Oklahoma Employment Security Commission: Reducing unemployment claims fraud
The Oklahoma Employment Security Commission is an independent agency responsible for providing employment services to the state’s residents. The commission is part of a national network of employment service agencies and is funded by the U.S. Department of Labor.
The Covid-19 pandemic set off a surge of unemployment claims, and the Oklahoma Employment Security Commission (OESC) needed a better way to review these claims for possible errors and fraud. It turned to Egen for help to build an intelligent solution.
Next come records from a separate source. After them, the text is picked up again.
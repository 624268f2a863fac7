//! Persistence seam for the latest accepted point
//!
//! Accept decisions are sequential: each one depends on the point chosen by
//! the one before it. Callers must therefore serialize the retrieve ->
//! evaluate -> store cycle per tracked entity; evaluating against a stale
//! latest point can admit fixes that a fresher reference would have rejected.

use crate::core::Point;
use std::fs;
use std::path::{Path, PathBuf};
use thiserror::Error;

/// Errors raised by point store implementations
#[derive(Debug, Error)]
pub enum StoreError {
    #[error("failed to access point store: {0}")]
    Io(#[from] std::io::Error),
    #[error("failed to encode or decode stored point: {0}")]
    Serialization(#[from] serde_json::Error),
}

/// Storage for the most recently accepted point of one tracked entity
pub trait PointStore {
    /// The latest accepted point, or `None` if nothing has been accepted yet
    fn retrieve_latest(&self) -> Result<Option<Point>, StoreError>;

    /// Record `point` as the new latest accepted point
    fn store(&mut self, point: Point) -> Result<(), StoreError>;
}

/// In-memory store, suitable for tests and in-process tracking
#[derive(Debug, Clone, Default)]
pub struct MemoryPointStore {
    latest: Option<Point>,
}

impl MemoryPointStore {
    pub fn new() -> Self {
        Self::default()
    }
}

impl PointStore for MemoryPointStore {
    fn retrieve_latest(&self) -> Result<Option<Point>, StoreError> {
        Ok(self.latest.clone())
    }

    fn store(&mut self, point: Point) -> Result<(), StoreError> {
        self.latest = Some(point);
        Ok(())
    }
}

/// Store persisting the latest accepted point as a JSON file
///
/// Writes go through a sibling temp file and a rename, so readers never see
/// a partially written latest point.
#[derive(Debug, Clone)]
pub struct JsonPointStore {
    path: PathBuf,
}

impl JsonPointStore {
    /// Create a store backed by `path`. The file is created on the first
    /// accepted point; a missing file reads as no point accepted yet.
    pub fn new(path: impl AsRef<Path>) -> Self {
        Self {
            path: path.as_ref().to_path_buf(),
        }
    }

    pub fn path(&self) -> &Path {
        &self.path
    }
}

impl PointStore for JsonPointStore {
    fn retrieve_latest(&self) -> Result<Option<Point>, StoreError> {
        if !self.path.exists() {
            return Ok(None);
        }
        let content = fs::read_to_string(&self.path)?;
        let point = serde_json::from_str(&content)?;
        Ok(Some(point))
    }

    fn store(&mut self, point: Point) -> Result<(), StoreError> {
        let content = serde_json::to_string_pretty(&point)?;
        // Write to a sibling temp file and rename into place, so the
        // latest-point file is never observed truncated.
        let tmp = self.path.with_extension("tmp");
        fs::write(&tmp, content)?;
        fs::rename(&tmp, &self.path)?;
        Ok(())
    }
}
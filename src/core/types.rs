//! Core data types for the location filter

use serde::{Deserialize, Serialize};

/// A single raw location fix from a positioning provider
#[derive(Debug, Clone, PartialEq, Serialize, Deserialize)]
pub struct Point {
    /// Latitude in decimal degrees, [-90, 90]
    pub latitude: f64,
    /// Longitude in decimal degrees, [-180, 180]
    pub longitude: f64,
    /// Estimated radius of positional uncertainty in meters; smaller is better
    pub accuracy: f64,
    /// Milliseconds since the epoch
    pub timestamp: i64,
    /// Identifier of the subsystem that produced the fix, e.g. "gps" or "network"
    pub provider: String,
}

impl Point {
    /// Create a new point
    pub fn new(
        latitude: f64,
        longitude: f64,
        accuracy: f64,
        timestamp: i64,
        provider: impl Into<String>,
    ) -> Self {
        Self {
            latitude,
            longitude,
            accuracy,
            timestamp,
            provider: provider.into(),
        }
    }
}

/// Outcome of evaluating one candidate fix
#[derive(Debug, Clone, Copy, PartialEq, Eq)]
pub enum Decision {
    /// The candidate becomes the new confirmed point
    Accept,
    /// The candidate is discarded as noise
    Reject,
}

impl Decision {
    pub fn is_accept(&self) -> bool {
        matches!(self, Decision::Accept)
    }
}
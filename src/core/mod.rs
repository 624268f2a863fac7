//! Core types and constants for the location filter

pub mod constants;
pub mod types;

pub use constants::*;
pub use types::*;
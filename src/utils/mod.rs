//! Supporting utilities

pub mod config;
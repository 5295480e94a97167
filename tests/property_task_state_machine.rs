//! Property test: whatever path an `AgentTaskState` machine is driven through,
//! once it reaches a terminal state it never leaves, and `cancelable()` never
//! agrees with `is_terminal()`.

#![cfg(feature = "coordinator")]

use a2a_rs::server::AgentTaskState;
use proptest::prelude::*;

fn all_states() -> [AgentTaskState; 6] {
    [
        AgentTaskState::Pending,
        AgentTaskState::Assigned,
        AgentTaskState::Running,
        AgentTaskState::Completed,
        AgentTaskState::Failed,
        AgentTaskState::Cancelled,
    ]
}

fn state_strategy() -> impl Strategy<Value = AgentTaskState> {
    prop_oneof![
        Just(AgentTaskState::Pending),
        Just(AgentTaskState::Assigned),
        Just(AgentTaskState::Running),
        Just(AgentTaskState::Completed),
        Just(AgentTaskState::Failed),
        Just(AgentTaskState::Cancelled),
    ]
}

proptest! {
    #[test]
    fn terminal_states_reject_every_possible_next_state(start in state_strategy()) {
        if start.is_terminal() {
            for next in all_states() {
                prop_assert!(!start.can_transition_to(next));
            }
        }
    }

    #[test]
    fn cancelable_and_terminal_are_mutually_exclusive(state in state_strategy()) {
        prop_assert!(!(state.cancelable() && state.is_terminal()));
    }

    #[test]
    fn random_walk_of_transitions_never_resurrects_a_terminal_state(
        path in prop::collection::vec(state_strategy(), 1..20)
    ) {
        let mut current = AgentTaskState::Pending;
        let mut ever_terminal = false;
        for next in path {
            if current.can_transition_to(next) {
                prop_assert!(!ever_terminal, "a terminal state accepted a transition");
                current = next;
            }
            if current.is_terminal() {
                ever_terminal = true;
            }
        }
    }
}
//! Integration tests for the A2A server with real HTTP roundtrips.
//!
//! These tests spin up an actual axum server and verify the full
//! JSON-RPC request/response cycle via reqwest.

mod common;

use common::{message_send_request, start_test_server, EchoAgent, FailingAgent, SlowEchoAgent};
use std::sync::Arc;

/// Test that message/send returns a valid JSON-RPC response with a completed task.
#[tokio::test]
async fn message_send_returns_completed_task() {
    let (base_url, _handle) = start_test_server(Arc::new(EchoAgent)).await;
    let client = reqwest::Client::new();

    let body = message_send_request(1, "Hello, Agent!");
    let resp = client
        .post(format!("{}/a2a", base_url))
        .json(&body)
        .send()
        .await
        .unwrap();

    assert_eq!(resp.status(), 200);

    let json: serde_json::Value = resp.json().await.unwrap();

    // Verify JSON-RPC envelope
    assert_eq!(json["jsonrpc"], "2.0");
    assert_eq!(json["id"], 1);
    assert!(json.get("error").is_none());

    // Python SDK: SendMessageResponse serializes flat (no wrapper key).
    // The result IS the task object directly with "kind": "task".
    let result = &json["result"];
    assert_eq!(result["kind"], "task");
    assert!(result["id"].is_string());
    assert!(result["contextId"].is_string());

    // Task should be completed
    assert_eq!(result["status"]["state"], "completed");
}

/// Test that the echo agent echoes text back in the status message.
#[tokio::test]
async fn echo_agent_echoes_text() {
    let (base_url, _handle) = start_test_server(Arc::new(EchoAgent)).await;
    let client = reqwest::Client::new();

    let body = message_send_request(1, "Rust is great!");
    let resp = client
        .post(format!("{}/a2a", base_url))
        .json(&body)
        .send()
        .await
        .unwrap();

    let json: serde_json::Value = resp.json().await.unwrap();
    let result = &json["result"];

    // Python SDK: result is the task directly (flat)
    // The completed status should contain the echoed message
    let status_msg = &result["status"]["message"];
    assert_eq!(status_msg["role"], "agent");

    // Check that the text contains our echo
    let text = status_msg["parts"][0]["text"].as_str().unwrap();
    assert!(
        text.contains("Echo: Rust is great!"),
        "Expected echo text, got: {}",
        text
    );
}

/// Test that tasks/get retrieves a task by ID after creation.
#[tokio::test]
async fn tasks_get_retrieves_created_task() {
    let (base_url, _handle) = start_test_server(Arc::new(EchoAgent)).await;
    let client = reqwest::Client::new();

    // First, create a task via message/send
    let send_body = message_send_request(1, "Hello");
    let send_resp: serde_json::Value = client
        .post(format!("{}/a2a", base_url))
        .json(&send_body)
        .send()
        .await
        .unwrap()
        .json()
        .await
        .unwrap();

    // Python SDK: result is flat (no wrapper key)
    let task_id = send_resp["result"]["id"].as_str().unwrap();

    // Now retrieve it via tasks/get
    let get_body = serde_json::json!({
        "jsonrpc": "2.0",
        "id": 2,
        "method": "tasks/get",
        "params": { "id": task_id }
    });

    let get_resp: serde_json::Value = client
        .post(format!("{}/a2a", base_url))
        .json(&get_body)
        .send()
        .await
        .unwrap()
        .json()
        .await
        .unwrap();

    assert_eq!(get_resp["jsonrpc"], "2.0");
    assert_eq!(get_resp["id"], 2);
    assert!(get_resp.get("error").is_none());

    let task = &get_resp["result"];
    assert_eq!(task["id"], task_id);
    assert_eq!(task["status"]["state"], "completed");
}

/// Test that the slow echo agent produces artifacts.
#[tokio::test]
async fn slow_echo_agent_produces_artifacts() {
    let (base_url, _handle) = start_test_server(Arc::new(SlowEchoAgent)).await;
    let client = reqwest::Client::new();

    let body = message_send_request(1, "Process this");
    let resp: serde_json::Value = client
        .post(format!("{}/a2a", base_url))
        .json(&body)
        .send()
        .await
        .unwrap()
        .json()
        .await
        .unwrap();

    // Python SDK: result is flat (no wrapper key)
    let result = &resp["result"];
    assert_eq!(result["status"]["state"], "completed");

    // Should have artifacts
    let artifacts = result["artifacts"].as_array().unwrap();
    assert!(!artifacts.is_empty(), "Expected at least one artifact");
    assert_eq!(artifacts[0]["name"], "output");
    assert!(artifacts[0]["parts"][0]["text"]
        .as_str()
        .unwrap()
        .contains("Process this"));
}

/// Test that a failing agent produces a failed task.
#[tokio::test]
async fn failing_agent_returns_failed_task() {
    let (base_url, _handle) = start_test_server(Arc::new(FailingAgent)).await;
    let client = reqwest::Client::new();

    let body = message_send_request(1, "This will fail");
    let resp: serde_json::Value = client
        .post(format!("{}/a2a", base_url))
        .json(&body)
        .send()
        .await
        .unwrap()
        .json()
        .await
        .unwrap();

    // Python SDK: result is flat (no wrapper key)
    let result = &resp["result"];
    assert_eq!(result["status"]["state"], "failed");
}

/// Test that the response preserves the JSON-RPC request ID.
#[tokio::test]
async fn preserves_jsonrpc_request_id() {
    let (base_url, _handle) = start_test_server(Arc::new(EchoAgent)).await;
    let client = reqwest::Client::new();

    // Test with numeric ID
    let body = message_send_request(42, "Hello");
    let resp: serde_json::Value = client
        .post(format!("{}/a2a", base_url))
        .json(&body)
        .send()
        .await
        .unwrap()
        .json()
        .await
        .unwrap();
    assert_eq!(resp["id"], 42);

    // Test with string ID
    let body = serde_json::json!({
        "jsonrpc": "2.0",
        "id": "my-req-id",
        "method": "message/send",
        "params": {
            "message": {
                "messageId": "m1",
                "role": "user",
                "parts": [{"kind": "text", "text": "Hello"}]
            }
        }
    });
    let resp: serde_json::Value = client
        .post(format!("{}/a2a", base_url))
        .json(&body)
        .send()
        .await
        .unwrap()
        .json()
        .await
        .unwrap();
    assert_eq!(resp["id"], "my-req-id");
}

/// Test that multiple requests can be sent to the same server.
#[tokio::test]
async fn multiple_requests_same_server() {
    let (base_url, _handle) = start_test_server(Arc::new(EchoAgent)).await;
    let client = reqwest::Client::new();

    for i in 1..=5 {
        let body = message_send_request(i, &format!("Message #{}", i));
        let resp: serde_json::Value = client
            .post(format!("{}/a2a", base_url))
            .json(&body)
            .send()
            .await
            .unwrap()
            .json()
            .await
            .unwrap();

        assert_eq!(resp["id"], i);
        // Python SDK: result is flat (no wrapper key)
        assert_eq!(resp["result"]["status"]["state"], "completed");
    }
}

/// Test that the JSON-RPC entry point also answers at the bare root path,
/// not just `/a2a`.
#[tokio::test]
async fn message_send_accepted_at_root_path() {
    let (base_url, _handle) = start_test_server(Arc::new(EchoAgent)).await;
    let client = reqwest::Client::new();

    let body = message_send_request(1, "Hello from root");
    let resp = client.post(&base_url).json(&body).send().await.unwrap();

    assert_eq!(resp.status(), 200);
    let json: serde_json::Value = resp.json().await.unwrap();
    assert_eq!(json["jsonrpc"], "2.0");
    assert_eq!(json["result"]["status"]["state"], "completed");
}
Alongside the uptick in claims volume, the OESC was grappling with implementing new requirements and trying to update inefficient legacy systems. It created a perfect storm to increase errors and fraud, putting more burden on the OESC’s human adjudicators and meaning benefits might not reach those who truly needed them in a timely manner.
To reduce the risk of improper payments and efficiently meet the requirements, state agencies like the OESC needed an automated way to analyze claims and identify potential issues. Egen created a solution bringing together machine learning, artificial intelligence, and Google Cloud tools to uncover suspicious patterns, detect fraud, and improve verification.
OESC wanted to develop a solution as quickly as possible to better serve people in need. The Egen team started by sitting down with OESC adjudicators to discuss the most important data sources for finding clues about suspicious activity. Egen then combined multiple data streams from within OESC and external sources to generate risk scoring that flags abnormalities and possibly fraudulent claims for review by human adjudicators. The solution also ingests data in visualization tools such as Looker and Data Studio so adjudicators can quickly analyze information and spot trends.
Knowing how important it was to allow OESC to focus on processing real claims, Egen had a rapid development environment and worked closely with OESC team members to bring in their insights every step of the way. With an automated solution to detect anomalies and generate risk scores for claims fraud, human adjudicators can focus on higher priority cases that have a higher chance of being fraudulent.
Now, fraud and improper payments are found more efficiently and effectively, and the people who really need the benefits can receive them faster.